Why Compress PDF Files
Large PDF files are a common problem. Documents packed with high-resolution images — presentations, reports, scanned pages, marketing materials — can easily exceed 10 or 20 MB. That makes them slow to email, difficult to share over messaging apps, and wasteful to store.
Compressing a PDF reduces its file size by re-encoding embedded images at a lower quality. The text, layout, and structure stay exactly the same — only the image data changes.
When to compress
Compress PDFs before emailing, uploading to a web form with a size limit, or storing in bulk. A 15 MB report can often shrink to under 3 MB with minimal visible quality loss.

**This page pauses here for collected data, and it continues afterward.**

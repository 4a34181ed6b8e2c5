//! Controller module
//!
//! The periodic scan-and-evict loop, the per-pass cluster scanner and the
//! loop's Prometheus collectors.

mod lru;
mod scanner;
mod telemetry;

pub use lru::{ControllerConfig, LoopState, LruController, PassSummary, DEFAULT_INTERVAL};
pub use scanner::{
    ClusterScanner, NodeOutcome, NodeReport, OverLimitSet, ScanOutcome, ScannerConfig,
};
pub use telemetry::ControllerMetrics;
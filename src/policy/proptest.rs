//! Property-Based Tests for the Eviction Policy
//!
//! # Test Properties
//!
//! 1. **Watermark Ordering**: soft ≤ hard, both positive
//! 2. **Watermark Monotonicity**: limits never grow as nodes are added
//! 3. **Selector No-op**: within soft limit or empty histogram → 0
//! 4. **Selector Monotonicity**: cutoff never shrinks as size grows
//! 5. **Selector Saturation**: not enough entries → last bucket bound
//! 6. **Selector Sufficiency**: a non-saturated cutoff covers the overflow

#![cfg(test)]

use proptest::prelude::*;

use super::threshold::{select_cutoff, NO_EVICTION};
use super::watermark::compute_limits;
use crate::metrics::AgeHistogram;

// =============================================================================
// Property Strategies
// =============================================================================

/// Soft target no larger than the hard target
fn targets_strategy() -> impl Strategy<Value = (u64, u64)> {
    (1u64..=1_000_000_000).prop_flat_map(|hard| (1u64..=hard, Just(hard)))
}

fn histogram_strategy() -> impl Strategy<Value = AgeHistogram> {
    (
        1u64..=86_400,
        prop::collection::vec(prop_oneof![Just(0u64), 0u64..=5_000_000], 0..32),
    )
        .prop_map(|(width, buckets)| AgeHistogram::new(width, buckets).unwrap())
}

// =============================================================================
// Watermark Properties
// =============================================================================

proptest! {
    #![proptest_config(ProptestConfig::with_cases(200))]

    /// Property: soft never exceeds hard and neither is zero.
    #[test]
    fn prop_soft_below_hard(
        replicas in 1u32..=5,
        nodes in 1usize..=256,
        (soft, hard) in targets_strategy(),
    ) {
        let limits = compute_limits(replicas, nodes, soft, hard)?;
        prop_assert!(limits.soft_limit <= limits.hard_limit);
        prop_assert!(limits.soft_limit > 0);
        prop_assert!(limits.hard_limit > 0);
    }

    /// Property: adding a node never raises either limit.
    #[test]
    fn prop_limits_non_increasing_in_nodes(
        replicas in 1u32..=5,
        nodes in 1usize..=255,
        (soft, hard) in targets_strategy(),
    ) {
        let fewer = compute_limits(replicas, nodes, soft, hard)?;
        let more = compute_limits(replicas, nodes + 1, soft, hard)?;
        prop_assert!(more.hard_limit <= fewer.hard_limit);
        prop_assert!(more.soft_limit <= fewer.soft_limit);
    }
}

// =============================================================================
// Selector Properties
// =============================================================================

proptest! {
    #![proptest_config(ProptestConfig::with_cases(300))]

    /// Property: nothing is evicted while within the soft limit.
    #[test]
    fn prop_noop_within_soft_limit(
        histogram in histogram_strategy(),
        soft in 0u64..=50_000_000,
        below in 0u64..=50_000_000,
    ) {
        let size = soft.saturating_sub(below);
        prop_assert_eq!(select_cutoff(size, soft, &histogram), NO_EVICTION);
    }

    /// Property: an all-zero histogram never yields a cutoff.
    #[test]
    fn prop_noop_on_empty_histogram(
        width in 1u64..=86_400,
        len in 0usize..32,
        size in 0u64..=u64::MAX / 2,
        soft in 0u64..=1_000_000,
    ) {
        let histogram = AgeHistogram::new(width, vec![0; len]).unwrap();
        prop_assert_eq!(select_cutoff(size, soft, &histogram), NO_EVICTION);
    }

    /// Property: a larger set never gets a smaller cutoff.
    #[test]
    fn prop_cutoff_monotonic_in_size(
        histogram in histogram_strategy(),
        soft in 0u64..=50_000_000,
        size in 0u64..=100_000_000,
        growth in 0u64..=100_000_000,
    ) {
        let smaller = select_cutoff(size, soft, &histogram);
        let larger = select_cutoff(size + growth, soft, &histogram);
        prop_assert!(larger >= smaller);
    }

    /// Property: when the histogram cannot cover the overflow, everything it
    /// reports is removed.
    #[test]
    fn prop_saturation(
        histogram in histogram_strategy(),
        soft in 0u64..=50_000_000,
        extra in 1u64..=10_000_000,
    ) {
        prop_assume!(!histogram.is_empty());
        let size = soft + histogram.total() + extra;
        prop_assert_eq!(select_cutoff(size, soft, &histogram), histogram.span_secs());
    }

    /// Property: a cutoff short of saturation removes at least the overflow,
    /// and the previous bucket boundary would not have.
    #[test]
    fn prop_cutoff_is_minimal_and_sufficient(
        histogram in histogram_strategy(),
        soft in 0u64..=50_000_000,
        overflow in 1u64..=50_000_000,
    ) {
        let cutoff = select_cutoff(soft + overflow, soft, &histogram);
        prop_assume!(cutoff != NO_EVICTION && overflow <= histogram.total());

        let width = histogram.bucket_width_secs();
        prop_assert_eq!(cutoff % width, 0);

        let covered = (cutoff / width) as usize;
        let removed: u64 = histogram.buckets()[..covered].iter().sum();
        let removed_before: u64 = histogram.buckets()[..covered - 1].iter().sum();
        prop_assert!(removed >= overflow);
        prop_assert!(removed_before < overflow);
    }
}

How to Use the PDF Compressor
The PDF Compressor is a free tool that runs entirely in your browser. No signup, no upload, no waiting for a server.
Step 1: Open the Tool
Go to mergram.com/tools/pdf-compressor. The page loads immediately — no account needed.
Step 2: Upload Your PDF
Drag and drop your PDF file onto the upload area, or click Browse to select it from your device. The tool reads the file locally and displays the file name, page count, and current file size.
Step 3: Choose a Compression Level
Select one of three quality presets:
| Level | Quality | Best For |
|---|---|---|
| Recommended | 85% | Most PDFs — good quality with solid size reduction |
| Medium | 75% | Documents where smaller size matters more than sharp images |
| Low | 60% | Maximum compression — noticeable quality reduction in photos |
Start with Recommended
The Recommended setting works well for nearly all documents. If you need a smaller file, try Medium next. Only use Low when file size is critical and image quality is secondary.
Step 4: Compress and Download
Click Compress & Download. A progress bar shows which page is being processed (e.g., “Compressing page 3 of 12…”). When finished:
- If the compressed file is smaller, it downloads automatically
- A result card shows the percentage reduction and a before/after size comparison
- Click Download Again if you need another copy
- Click Compress Another to start over with a different file
If the PDF is already well-optimized and cannot be compressed further, the tool displays “Already optimized” instead of a percentage — no wasted download.
What Affects PDF File Size
Understanding what makes a PDF large helps you decide when and how to compress:
| Factor | Impact on Size | Example |
|---|---|---|
| High-resolution images | High | Scanned pages at 600 DPI, product photos |
| Many images per page | High | Presentations with multiple photos per slide |
| Embedded fonts | Medium | Custom or non-standard fonts |
| Vector graphics | Low | Charts, logos, illustrations |
| Plain text | Minimal | Reports, contracts, letters |
Compressing works by re-encoding images. PDFs that are mostly text see little to no reduction because there is no image data to compress.
Tips for Smaller PDFs
- Compress at the right time — Compress the final version, not an intermediate draft. Each re-compression degrades image quality slightly.
- Reduce image resolution before PDF creation — If you’re creating the PDF, resize images to 150–200 DPI before inserting them. This is more effective than compressing afterward.
- Use the Recommended setting first — It provides the best balance between quality and file size for most documents.
- Check the result — Open the compressed PDF and scroll through image-heavy pages to make sure the quality is acceptable for your purpose.
- Merge then compress — If you’re combining multiple PDFs, merge them first, then compress the combined file. One compression pass is better than multiple.
- Remove unnecessary pages — Use the PDF Merger & Splitter to extract only the pages you need before compressing.
Privacy and Security
The PDF Compressor processes everything in your browser. Your files never leave your device — there is no server upload, no cloud storage, and no retained copies. You can use it offline once the page has loaded.